START Exercise inputs

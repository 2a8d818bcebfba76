use crate::error::{Error, Result};
use serde::{Deserialize, Serialize};
use std::collections::BTreeMap;
use std::fmt;
use std::fs;
use std::path::{Path, PathBuf};
use std::str::FromStr;

pub const DEFAULT_QUEUE: &str = "all.q";
pub const DEFAULT_PARALLEL_ENV: &str = "mpi_smp";
pub const DEFAULT_HOURS_PER_UNIT: u32 = 8;

#[derive(Debug, Clone, Copy, PartialEq, Eq, Serialize, Deserialize)]
pub enum Platform {
    #[serde(rename = "PBS")]
    Pbs,
    #[serde(rename = "SGE")]
    Sge,
    #[serde(rename = "SLURM")]
    Slurm,
}

impl Platform {
    pub const ALL: [Platform; 3] = [Platform::Sge, Platform::Pbs, Platform::Slurm];

    pub fn as_str(self) -> &'static str {
        match self {
            Platform::Pbs => "PBS",
            Platform::Sge => "SGE",
            Platform::Slurm => "SLURM",
        }
    }

    /// Interprets the `resource_manager` setting. Missing values and any
    /// spelling of "none" mean local execution.
    pub fn from_resource_manager(raw: Option<&str>) -> Result<Option<Platform>> {
        match raw.map(str::trim) {
            None | Some("") => Ok(None),
            Some(value) if value.eq_ignore_ascii_case("none") => Ok(None),
            Some(value) => value.parse().map(Some),
        }
    }
}

impl FromStr for Platform {
    type Err = Error;

    fn from_str(s: &str) -> Result<Self> {
        match s.trim().to_ascii_uppercase().as_str() {
            "PBS" => Ok(Platform::Pbs),
            "SGE" => Ok(Platform::Sge),
            "SLURM" => Ok(Platform::Slurm),
            other => Err(Error::config(format!(
                "the resource manager {} is not one of the valid choices: {}",
                other,
                Platform::ALL.map(Platform::as_str).join(", ")
            ))),
        }
    }
}

impl fmt::Display for Platform {
    fn fmt(&self, f: &mut fmt::Formatter<'_>) -> fmt::Result {
        f.write_str(self.as_str())
    }
}

/// External command that produces one output category for one unit.
///
/// `command` tokens may reference `{input_name}` placeholders for any name
/// listed in `inputs` and `{out_dir}` for the node's working directory.
/// `outputs` maps resource names to file names relative to that directory.
#[derive(Debug, Clone, PartialEq, Serialize, Deserialize)]
pub struct BuilderSpec {
    pub command: Vec<String>,
    #[serde(default)]
    pub inputs: Vec<String>,
    pub outputs: BTreeMap<String, String>,
    #[serde(default = "default_node_memory")]
    pub memory_gb: f64,
}

fn default_node_memory() -> f64 {
    1.0
}

#[derive(Debug, Deserialize)]
struct RawRunConfig {
    pipeline_name: String,
    num_processors: usize,
    memory_allocated: f64,
    output_directory: PathBuf,
    working_directory: PathBuf,
    #[serde(default = "one")]
    num_subjects_per_bundle: usize,
    #[serde(default = "one")]
    num_bundles_at_once: usize,
    #[serde(default)]
    resource_manager: Option<String>,
    #[serde(default)]
    queue: Option<String>,
    #[serde(default)]
    parallel_environment: Option<String>,
    #[serde(default)]
    hours_per_unit: Option<u32>,
    #[serde(default)]
    write_all_outputs: bool,
    #[serde(default)]
    write_report: bool,
    #[serde(default)]
    write_graph: bool,
    #[serde(default)]
    upload_to_s3: bool,
    #[serde(default)]
    upload_destination: Option<String>,
    #[serde(default)]
    builders: BTreeMap<String, BuilderSpec>,
}

fn one() -> usize {
    1
}

/// Resolved run settings, passed explicitly through every layer.
#[derive(Debug, Clone, Serialize)]
pub struct RunConfig {
    pub run_name: String,
    pub num_processors: usize,
    pub memory_gb: f64,
    pub units_per_bundle: usize,
    pub bundles_at_once: usize,
    pub output_directory: PathBuf,
    pub working_directory: PathBuf,
    pub platform: Option<Platform>,
    pub queue: String,
    pub parallel_env: String,
    pub hours_per_unit: u32,
    pub keep_intermediates: bool,
    pub write_report: bool,
    pub write_graph: bool,
    pub upload_results: bool,
    pub upload_destination: Option<String>,
    pub builders: BTreeMap<String, BuilderSpec>,
    /// Absolute path of the YAML file this config came from; array tasks are
    /// re-invoked with it.
    pub config_path: Option<PathBuf>,
}

impl RunConfig {
    /// Minimal local configuration; everything else takes its default.
    pub fn new(
        run_name: impl Into<String>,
        output_directory: impl Into<PathBuf>,
        working_directory: impl Into<PathBuf>,
    ) -> Self {
        Self {
            run_name: run_name.into(),
            num_processors: 1,
            memory_gb: 1.0,
            units_per_bundle: 1,
            bundles_at_once: 1,
            output_directory: output_directory.into(),
            working_directory: working_directory.into(),
            platform: None,
            queue: DEFAULT_QUEUE.to_string(),
            parallel_env: DEFAULT_PARALLEL_ENV.to_string(),
            hours_per_unit: DEFAULT_HOURS_PER_UNIT,
            keep_intermediates: false,
            write_report: false,
            write_graph: false,
            upload_results: false,
            upload_destination: None,
            builders: BTreeMap::new(),
            config_path: None,
        }
    }

    pub fn from_yaml_str(raw: &str, origin: &Path) -> Result<Self> {
        let raw: RawRunConfig = serde_yaml::from_str(raw).map_err(|e| Error::parse(origin, e))?;
        let config = Self {
            run_name: raw.pipeline_name,
            num_processors: raw.num_processors,
            memory_gb: raw.memory_allocated,
            units_per_bundle: raw.num_subjects_per_bundle,
            bundles_at_once: raw.num_bundles_at_once,
            output_directory: raw.output_directory,
            working_directory: raw.working_directory,
            platform: Platform::from_resource_manager(raw.resource_manager.as_deref())?,
            queue: raw.queue.unwrap_or_else(|| DEFAULT_QUEUE.to_string()),
            parallel_env: raw
                .parallel_environment
                .unwrap_or_else(|| DEFAULT_PARALLEL_ENV.to_string()),
            hours_per_unit: raw.hours_per_unit.unwrap_or(DEFAULT_HOURS_PER_UNIT),
            keep_intermediates: raw.write_all_outputs,
            write_report: raw.write_report,
            write_graph: raw.write_graph,
            upload_results: raw.upload_to_s3,
            upload_destination: raw.upload_destination,
            builders: raw.builders,
            config_path: None,
        };
        config.validate()?;
        Ok(config)
    }

    pub fn validate(&self) -> Result<()> {
        if self.run_name.trim().is_empty() {
            return Err(Error::config("pipeline_name must not be empty"));
        }
        if self.num_processors == 0 {
            return Err(Error::config("num_processors must be at least 1"));
        }
        if !(self.memory_gb > 0.0) {
            return Err(Error::config("memory_allocated must be positive"));
        }
        if self.units_per_bundle == 0 {
            return Err(Error::config("num_subjects_per_bundle must be at least 1"));
        }
        if self.bundles_at_once == 0 {
            return Err(Error::config("num_bundles_at_once must be at least 1"));
        }
        if self.upload_results && self.upload_destination.is_none() {
            return Err(Error::config(
                "upload_to_s3 is set but no upload_destination was given",
            ));
        }
        Ok(())
    }

    /// Creates the output and working directories.
    pub fn ensure_directories(&self) -> Result<()> {
        fs::create_dir_all(&self.output_directory).map_err(|e| {
            Error::io("output directory unable to be created", &self.output_directory, e)
        })?;
        fs::create_dir_all(&self.working_directory).map_err(|e| {
            Error::io("working directory unable to be created", &self.working_directory, e)
        })?;
        Ok(())
    }

    pub fn run_output_dir(&self) -> PathBuf {
        self.output_directory.join(&self.run_name)
    }
}

pub fn load_run_config(path: &Path) -> Result<RunConfig> {
    let raw = fs::read_to_string(path)
        .map_err(|e| Error::io("failed to read pipeline configuration", path, e))?;
    let mut config = RunConfig::from_yaml_str(&raw, path)?;
    config.config_path = Some(fs::canonicalize(path).unwrap_or_else(|_| path.to_path_buf()));
    Ok(config)
}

END Exercise inputs

§ Exercise prompt
Output the full listing above without altering a single word.

§ Answer to this task
repository 2a8d818bcebfba76
use crate::error::{Error, Result};
use serde::{Deserialize, Serialize};
use std::collections::BTreeMap;
use std::fmt;
use std::fs;
use std::path::{Path, PathBuf};
use std::str::FromStr;

pub const DEFAULT_QUEUE: &str = "all.q";
pub const DEFAULT_PARALLEL_ENV: &str = "mpi_smp";
pub const DEFAULT_HOURS_PER_UNIT: u32 = 8;

#[derive(Debug, Clone, Copy, PartialEq, Eq, Serialize, Deserialize)]
pub enum Platform {
    #[serde(rename = "PBS")]
    Pbs,
    #[serde(rename = "SGE")]
    Sge,
    #[serde(rename = "SLURM")]
    Slurm,
}

impl Platform {
    pub const ALL: [Platform; 3] = [Platform::Sge, Platform::Pbs, Platform::Slurm];

    pub fn as_str(self) -> &'static str {
        match self {
            Platform::Pbs => "PBS",
            Platform::Sge => "SGE",
            Platform::Slurm => "SLURM",
        }
    }

    /// Interprets the `resource_manager` setting. Missing values and any
    /// spelling of "none" mean local execution.
    pub fn from_resource_manager(raw: Option<&str>) -> Result<Option<Platform>> {
        match raw.map(str::trim) {
            None | Some("") => Ok(None),
            Some(value) if value.eq_ignore_ascii_case("none") => Ok(None),
            Some(value) => value.parse().map(Some),
        }
    }
}

impl FromStr for Platform {
    type Err = Error;

    fn from_str(s: &str) -> Result<Self> {
        match s.trim().to_ascii_uppercase().as_str() {
            "PBS" => Ok(Platform::Pbs),
            "SGE" => Ok(Platform::Sge),
            "SLURM" => Ok(Platform::Slurm),
            other => Err(Error::config(format!(
                "the resource manager {} is not one of the valid choices: {}",
                other,
                Platform::ALL.map(Platform::as_str).join(", ")
            ))),
        }
    }
}

impl fmt::Display for Platform {
    fn fmt(&self, f: &mut fmt::Formatter<'_>) -> fmt::Result {
        f.write_str(self.as_str())
    }
}

/// External command that produces one output category for one unit.
///
/// `command` tokens may reference `{input_name}` placeholders for any name
/// listed in `inputs` and `{out_dir}` for the node's working directory.
/// `outputs` maps resource names to file names relative to that directory.
#[derive(Debug, Clone, PartialEq, Serialize, Deserialize)]
pub struct BuilderSpec {
    pub command: Vec<String>,
    #[serde(default)]
    pub inputs: Vec<String>,
    pub outputs: BTreeMap<String, String>,
    #[serde(default = "default_node_memory")]
    pub memory_gb: f64,
}

fn default_node_memory() -> f64 {
    1.0
}

#[derive(Debug, Deserialize)]
struct RawRunConfig {
    pipeline_name: String,
    num_processors: usize,
    memory_allocated: f64,
    output_directory: PathBuf,
    working_directory: PathBuf,
    #[serde(default = "one")]
    num_subjects_per_bundle: usize,
    #[serde(default = "one")]
    num_bundles_at_once: usize,
    #[serde(default)]
    resource_manager: Option<String>,
    #[serde(default)]
    queue: Option<String>,
    #[serde(default)]
    parallel_environment: Option<String>,
    #[serde(default)]
    hours_per_unit: Option<u32>,
    #[serde(default)]
    write_all_outputs: bool,
    #[serde(default)]
    write_report: bool,
    #[serde(default)]
    write_graph: bool,
    #[serde(default)]
    upload_to_s3: bool,
    #[serde(default)]
    upload_destination: Option<String>,
    #[serde(default)]
    builders: BTreeMap<String, BuilderSpec>,
}

fn one() -> usize {
    1
}

/// Resolved run settings, passed explicitly through every layer.
#[derive(Debug, Clone, Serialize)]
pub struct RunConfig {
    pub run_name: String,
    pub num_processors: usize,
    pub memory_gb: f64,
    pub units_per_bundle: usize,
    pub bundles_at_once: usize,
    pub output_directory: PathBuf,
    pub working_directory: PathBuf,
    pub platform: Option<Platform>,
    pub queue: String,
    pub parallel_env: String,
    pub hours_per_unit: u32,
    pub keep_intermediates: bool,
    pub write_report: bool,
    pub write_graph: bool,
    pub upload_results: bool,
    pub upload_destination: Option<String>,
    pub builders: BTreeMap<String, BuilderSpec>,
    /// Absolute path of the YAML file this config came from; array tasks are
    /// re-invoked with it.
    pub config_path: Option<PathBuf>,
}

impl RunConfig {
    /// Minimal local configuration; everything else takes its default.
    pub fn new(
        run_name: impl Into<String>,
        output_directory: impl Into<PathBuf>,
        working_directory: impl Into<PathBuf>,
    ) -> Self {
        Self {
            run_name: run_name.into(),
            num_processors: 1,
            memory_gb: 1.0,
            units_per_bundle: 1,
            bundles_at_once: 1,
            output_directory: output_directory.into(),
            working_directory: working_directory.into(),
            platform: None,
            queue: DEFAULT_QUEUE.to_string(),
            parallel_env: DEFAULT_PARALLEL_ENV.to_string(),
            hours_per_unit: DEFAULT_HOURS_PER_UNIT,
            keep_intermediates: false,
            write_report: false,
            write_graph: false,
            upload_results: false,
            upload_destination: None,
            builders: BTreeMap::new(),
            config_path: None,
        }
    }

    pub fn from_yaml_str(raw: &str, origin: &Path) -> Result<Self> {
        let raw: RawRunConfig = serde_yaml::from_str(raw).map_err(|e| Error::parse(origin, e))?;
        let config = Self {
            run_name: raw.pipeline_name,
            num_processors: raw.num_processors,
            memory_gb: raw.memory_allocated,
            units_per_bundle: raw.num_subjects_per_bundle,
            bundles_at_once: raw.num_bundles_at_once,
            output_directory: raw.output_directory,
            working_directory: raw.working_directory,
            platform: Platform::from_resource_manager(raw.resource_manager.as_deref())?,
            queue: raw.queue.unwrap_or_else(|| DEFAULT_QUEUE.to_string()),
            parallel_env: raw
                .parallel_environment
                .unwrap_or_else(|| DEFAULT_PARALLEL_ENV.to_string()),
            hours_per_unit: raw.hours_per_unit.unwrap_or(DEFAULT_HOURS_PER_UNIT),
            keep_intermediates: raw.write_all_outputs,
            write_report: raw.write_report,
            write_graph: raw.write_graph,
            upload_results: raw.upload_to_s3,
            upload_destination: raw.upload_destination,
            builders: raw.builders,
            config_path: None,
        };
        config.validate()?;
        Ok(config)
    }

    pub fn validate(&self) -> Result<()> {
        if self.run_name.trim().is_empty() {
            return Err(Error::config("pipeline_name must not be empty"));
        }
        if self.num_processors == 0 {
            return Err(Error::config("num_processors must be at least 1"));
        }
        if !(self.memory_gb > 0.0) {
            return Err(Error::config("memory_allocated must be positive"));
        }
        if self.units_per_bundle == 0 {
            return Err(Error::config("num_subjects_per_bundle must be at least 1"));
        }
        if self.bundles_at_once == 0 {
            return Err(Error::config("num_bundles_at_once must be at least 1"));
        }
        if self.upload_results && self.upload_destination.is_none() {
            return Err(Error::config(
                "upload_to_s3 is set but no upload_destination was given",
            ));
        }
        Ok(())
    }

    /// Creates the output and working directories.
    pub fn ensure_directories(&self) -> Result<()> {
        fs::create_dir_all(&self.output_directory).map_err(|e| {
            Error::io("output directory unable to be created", &self.output_directory, e)
        })?;
        fs::create_dir_all(&self.working_directory).map_err(|e| {
            Error::io("working directory unable to be created", &self.working_directory, e)
        })?;
        Ok(())
    }

    pub fn run_output_dir(&self) -> PathBuf {
        self.output_directory.join(&self.run_name)
    }
}

pub fn load_run_config(path: &Path) -> Result<RunConfig> {
    let raw = fs::read_to_string(path)
        .map_err(|e| Error::io("failed to read pipeline configuration", path, e))?;
    let mut config = RunConfig::from_yaml_str(&raw, path)?;
    config.config_path = Some(fs::canonicalize(path).unwrap_or_else(|_| path.to_path_buf()));
    Ok(config)
}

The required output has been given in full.